TASK TO COMPLETE | Every line in the data below from the one containing "queries are already" down to the one containing "an encoded query", both included, must be retyped exactly; no other line is to appear.

INPUT DATA |
====
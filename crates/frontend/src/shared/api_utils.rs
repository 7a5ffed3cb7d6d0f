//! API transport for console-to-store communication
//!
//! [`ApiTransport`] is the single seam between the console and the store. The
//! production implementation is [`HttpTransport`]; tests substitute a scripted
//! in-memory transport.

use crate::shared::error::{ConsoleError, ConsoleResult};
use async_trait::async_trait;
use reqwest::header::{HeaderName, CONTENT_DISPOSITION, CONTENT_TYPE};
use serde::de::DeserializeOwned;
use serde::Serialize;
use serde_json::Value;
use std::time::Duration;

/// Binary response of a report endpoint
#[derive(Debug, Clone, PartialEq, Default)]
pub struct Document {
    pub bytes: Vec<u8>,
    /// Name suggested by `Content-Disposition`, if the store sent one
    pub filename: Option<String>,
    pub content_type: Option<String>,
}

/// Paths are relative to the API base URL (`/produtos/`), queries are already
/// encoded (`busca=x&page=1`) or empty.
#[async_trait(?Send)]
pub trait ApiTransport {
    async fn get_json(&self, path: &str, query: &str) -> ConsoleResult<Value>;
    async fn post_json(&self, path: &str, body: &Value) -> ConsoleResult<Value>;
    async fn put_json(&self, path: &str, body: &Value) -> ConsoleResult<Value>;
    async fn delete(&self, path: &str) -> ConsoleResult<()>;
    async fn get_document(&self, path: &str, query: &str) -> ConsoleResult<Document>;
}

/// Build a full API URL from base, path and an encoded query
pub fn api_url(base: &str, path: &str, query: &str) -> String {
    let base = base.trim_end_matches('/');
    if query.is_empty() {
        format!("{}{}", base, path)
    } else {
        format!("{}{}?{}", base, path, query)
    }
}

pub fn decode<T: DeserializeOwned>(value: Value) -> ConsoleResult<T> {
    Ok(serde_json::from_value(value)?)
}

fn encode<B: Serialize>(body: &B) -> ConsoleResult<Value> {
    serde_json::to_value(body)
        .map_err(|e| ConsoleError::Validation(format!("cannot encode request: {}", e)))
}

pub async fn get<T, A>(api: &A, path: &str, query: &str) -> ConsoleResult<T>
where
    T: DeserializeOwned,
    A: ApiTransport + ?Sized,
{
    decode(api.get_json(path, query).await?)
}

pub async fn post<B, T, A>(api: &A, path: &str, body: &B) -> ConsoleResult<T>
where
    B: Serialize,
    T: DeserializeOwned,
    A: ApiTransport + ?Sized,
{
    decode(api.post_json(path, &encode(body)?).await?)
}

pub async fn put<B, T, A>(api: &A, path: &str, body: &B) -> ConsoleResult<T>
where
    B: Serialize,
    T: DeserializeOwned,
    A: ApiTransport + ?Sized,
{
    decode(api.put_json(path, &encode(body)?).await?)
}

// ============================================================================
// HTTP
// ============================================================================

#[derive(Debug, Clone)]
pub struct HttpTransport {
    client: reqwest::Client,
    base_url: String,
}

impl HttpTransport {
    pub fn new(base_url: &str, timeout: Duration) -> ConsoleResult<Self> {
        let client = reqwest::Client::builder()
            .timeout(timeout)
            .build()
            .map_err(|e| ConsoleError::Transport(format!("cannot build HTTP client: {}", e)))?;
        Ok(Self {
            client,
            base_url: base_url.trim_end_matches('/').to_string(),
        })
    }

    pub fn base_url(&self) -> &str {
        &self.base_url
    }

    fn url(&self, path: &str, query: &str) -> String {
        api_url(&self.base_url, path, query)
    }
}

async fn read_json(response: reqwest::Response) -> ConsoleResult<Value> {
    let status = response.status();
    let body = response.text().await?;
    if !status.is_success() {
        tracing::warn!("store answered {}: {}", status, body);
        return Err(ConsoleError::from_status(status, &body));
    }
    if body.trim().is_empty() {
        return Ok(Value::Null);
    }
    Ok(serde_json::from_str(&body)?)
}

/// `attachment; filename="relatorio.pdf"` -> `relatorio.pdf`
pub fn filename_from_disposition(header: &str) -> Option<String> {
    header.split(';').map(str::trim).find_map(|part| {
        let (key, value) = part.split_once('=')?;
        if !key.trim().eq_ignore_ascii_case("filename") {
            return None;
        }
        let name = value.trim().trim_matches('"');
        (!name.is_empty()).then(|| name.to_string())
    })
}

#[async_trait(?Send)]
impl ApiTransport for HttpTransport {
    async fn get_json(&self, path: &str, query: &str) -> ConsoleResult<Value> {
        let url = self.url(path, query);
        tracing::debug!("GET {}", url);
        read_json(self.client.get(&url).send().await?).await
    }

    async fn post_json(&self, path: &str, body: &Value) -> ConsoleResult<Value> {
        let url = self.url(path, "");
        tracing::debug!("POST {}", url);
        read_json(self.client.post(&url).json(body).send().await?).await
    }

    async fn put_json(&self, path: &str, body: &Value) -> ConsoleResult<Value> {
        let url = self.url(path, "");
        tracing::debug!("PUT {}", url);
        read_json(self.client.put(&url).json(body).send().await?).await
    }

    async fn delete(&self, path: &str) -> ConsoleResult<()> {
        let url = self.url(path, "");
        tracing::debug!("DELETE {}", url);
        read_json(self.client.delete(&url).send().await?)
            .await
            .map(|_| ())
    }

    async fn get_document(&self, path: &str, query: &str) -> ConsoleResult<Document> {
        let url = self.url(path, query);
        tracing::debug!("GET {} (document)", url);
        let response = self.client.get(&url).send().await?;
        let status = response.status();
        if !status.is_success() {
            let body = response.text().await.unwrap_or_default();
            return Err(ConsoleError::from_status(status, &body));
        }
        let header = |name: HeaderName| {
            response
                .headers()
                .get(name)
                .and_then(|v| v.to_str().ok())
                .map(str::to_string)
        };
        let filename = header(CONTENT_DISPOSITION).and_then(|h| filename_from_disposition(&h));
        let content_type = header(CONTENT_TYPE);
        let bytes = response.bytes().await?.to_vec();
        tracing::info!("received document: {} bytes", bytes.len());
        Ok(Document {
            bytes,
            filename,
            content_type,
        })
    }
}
====
EXERCISE RESPONSE |
/// Paths are relative to the API base URL (`/produtos/`), queries are already
/// encoded (`busca=x&page=1`) or empty.
#[async_trait(?Send)]
pub trait ApiTransport {
    async fn get_json(&self, path: &str, query: &str) -> ConsoleResult<Value>;
    async fn post_json(&self, path: &str, body: &Value) -> ConsoleResult<Value>;
    async fn put_json(&self, path: &str, body: &Value) -> ConsoleResult<Value>;
    async fn delete(&self, path: &str) -> ConsoleResult<()>;
    async fn get_document(&self, path: &str, query: &str) -> ConsoleResult<Document>;
}

/// Build a full API URL from base, path and an encoded query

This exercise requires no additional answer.